--- THE DATA Enclosed Below ---

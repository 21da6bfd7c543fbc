//! Geodesic primitives: points, locations, and spherical math.
//!
//! All distance, bearing, projection, and midpoint computations use the
//! WGS84 equatorial radius so results are bit-reproducible across the
//! pipeline. Two distance variants are provided: a fast equirectangular
//! approximation used for most internal geometry, and the haversine
//! great-circle distance used where angular accuracy matters.

use serde::{Deserialize, Serialize};

/// WGS84 equatorial radius in meters.
pub const EARTH_RADIUS_M: f64 = 6_378_137.0;

/// A bare latitude/longitude pair in degrees.
///
/// Equality is exact on the stored degree pair.
#[derive(Debug, Clone, Copy, PartialEq, Serialize, Deserialize)]
pub struct Point {
    pub lat: f64,
    pub lon: f64,
}

impl Point {
    pub fn new(lat: f64, lon: f64) -> Self {
        Self { lat, lon }
    }

    /// Check the point lies within valid geographic ranges.
    pub fn is_valid(&self) -> bool {
        self.lat.is_finite()
            && self.lon.is_finite()
            && (-90.0..=90.0).contains(&self.lat)
            && (-180.0..=180.0).contains(&self.lon)
    }
}

/// A geographic location: a [`Point`] plus an optional unique id.
///
/// Equality is exact on the degree pair and the id, so two locations at the
/// same coordinates with different ids compare unequal.
#[derive(Debug, Clone, Copy, PartialEq, Serialize, Deserialize)]
pub struct Location {
    pub lat: f64,
    pub lon: f64,
    pub uid: u64,
}

impl Location {
    pub fn new(lat: f64, lon: f64) -> Self {
        Self { lat, lon, uid: 0 }
    }

    pub fn with_uid(lat: f64, lon: f64, uid: u64) -> Self {
        Self { lat, lon, uid }
    }

    pub fn point(&self) -> Point {
        Point::new(self.lat, self.lon)
    }

    /// Equirectangular approximation of the distance to `other` in meters.
    pub fn distance_to(&self, other: &Location) -> f64 {
        distance(self.lat, self.lon, other.lat, other.lon)
    }

    /// Haversine great-circle distance to `other` in meters.
    pub fn distance_to_haversine(&self, other: &Location) -> f64 {
        distance_haversine(self.lat, self.lon, other.lat, other.lon)
    }

    /// Initial bearing of the great-circle path to `other`, in `[0, 360)`.
    pub fn bearing_to(&self, other: &Location) -> f64 {
        bearing(self.lat, self.lon, other.lat, other.lon)
    }

    /// Destination reached by travelling `distance_m` meters from this
    /// location along the given initial bearing (degrees).
    pub fn project_position(&self, bearing_deg: f64, distance_m: f64) -> Location {
        let lat1 = self.lat.to_radians();
        let lon1 = self.lon.to_radians();
        let theta = bearing_deg.to_radians();
        let delta = distance_m / EARTH_RADIUS_M;

        let lat2 = (lat1.sin() * delta.cos() + lat1.cos() * delta.sin() * theta.cos()).asin();
        let lon2 = lon1
            + (theta.sin() * delta.sin() * lat1.cos()).atan2(delta.cos() - lat1.sin() * lat2.sin());

        Location::new(lat2.to_degrees(), normalize_lon(lon2.to_degrees()))
    }

    /// Geodesic midpoint between this location and `other`.
    pub fn midpoint(&self, other: &Location) -> Location {
        let lat1 = self.lat.to_radians();
        let lon1 = self.lon.to_radians();
        let lat2 = other.lat.to_radians();
        let dlon = (other.lon - self.lon).to_radians();

        let bx = lat2.cos() * dlon.cos();
        let by = lat2.cos() * dlon.sin();
        let lat3 = (lat1.sin() + lat2.sin())
            .atan2(((lat1.cos() + bx).powi(2) + by.powi(2)).sqrt());
        let lon3 = lon1 + by.atan2(lat1.cos() + bx);

        Location::new(lat3.to_degrees(), normalize_lon(lon3.to_degrees()))
    }
}

impl From<Location> for Point {
    fn from(loc: Location) -> Self {
        Point::new(loc.lat, loc.lon)
    }
}

/// Equirectangular approximation of the distance between two coordinates,
/// in meters. Fast and adequate at road-network scales.
pub fn distance(lat1: f64, lon1: f64, lat2: f64, lon2: f64) -> f64 {
    let x = (lon2 - lon1).to_radians() * ((lat1 + lat2) / 2.0).to_radians().cos();
    let y = (lat2 - lat1).to_radians();
    EARTH_RADIUS_M * (x * x + y * y).sqrt()
}

/// Haversine great-circle distance between two coordinates, in meters.
pub fn distance_haversine(lat1: f64, lon1: f64, lat2: f64, lon2: f64) -> f64 {
    let dlat = (lat2 - lat1).to_radians();
    let dlon = (lon2 - lon1).to_radians();
    let a = (dlat / 2.0).sin().powi(2)
        + lat1.to_radians().cos() * lat2.to_radians().cos() * (dlon / 2.0).sin().powi(2);
    2.0 * EARTH_RADIUS_M * a.sqrt().atan2((1.0 - a).sqrt())
}

/// Axis-aligned ("Manhattan") distance between two coordinates, in meters:
/// the north-south leg plus the east-west leg.
pub fn distance_manhattan(lat1: f64, lon1: f64, lat2: f64, lon2: f64) -> f64 {
    let ns = distance(lat1, lon1, lat2, lon1);
    let ew = distance(lat2, lon1, lat2, lon2);
    ns + ew
}

/// Initial bearing in degrees `[0, 360)` of the great-circle path from
/// `(lat1, lon1)` to `(lat2, lon2)`.
pub fn bearing(lat1: f64, lon1: f64, lat2: f64, lon2: f64) -> f64 {
    let phi1 = lat1.to_radians();
    let phi2 = lat2.to_radians();
    let dlon = (lon2 - lon1).to_radians();

    let y = dlon.sin() * phi2.cos();
    let x = phi1.cos() * phi2.sin() - phi1.sin() * phi2.cos() * dlon.cos();
    (y.atan2(x).to_degrees() + 360.0) % 360.0
}

/// Smallest circular difference between two headings, in degrees `[0, 180]`.
pub fn heading_delta(a: f64, b: f64) -> f64 {
    let d = (a - b).rem_euclid(360.0);
    if d > 180.0 {
        360.0 - d
    } else {
        d
    }
}

/// Normalize a longitude into `[-180, 180]`.
fn normalize_lon(lon: f64) -> f64 {
    let mut l = (lon + 180.0).rem_euclid(360.0) - 180.0;
    // rem_euclid maps exactly +180 to -180; keep -180 stable instead.
    if l == 180.0 {
        l = -180.0;
    }
    l
}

--- End of Enclosed THE DATA ---

Which lines of the data include the string "struct"? Find them and copy each one.

> [WRITTEN RESPONSE]:
pub struct Point {
pub struct Location {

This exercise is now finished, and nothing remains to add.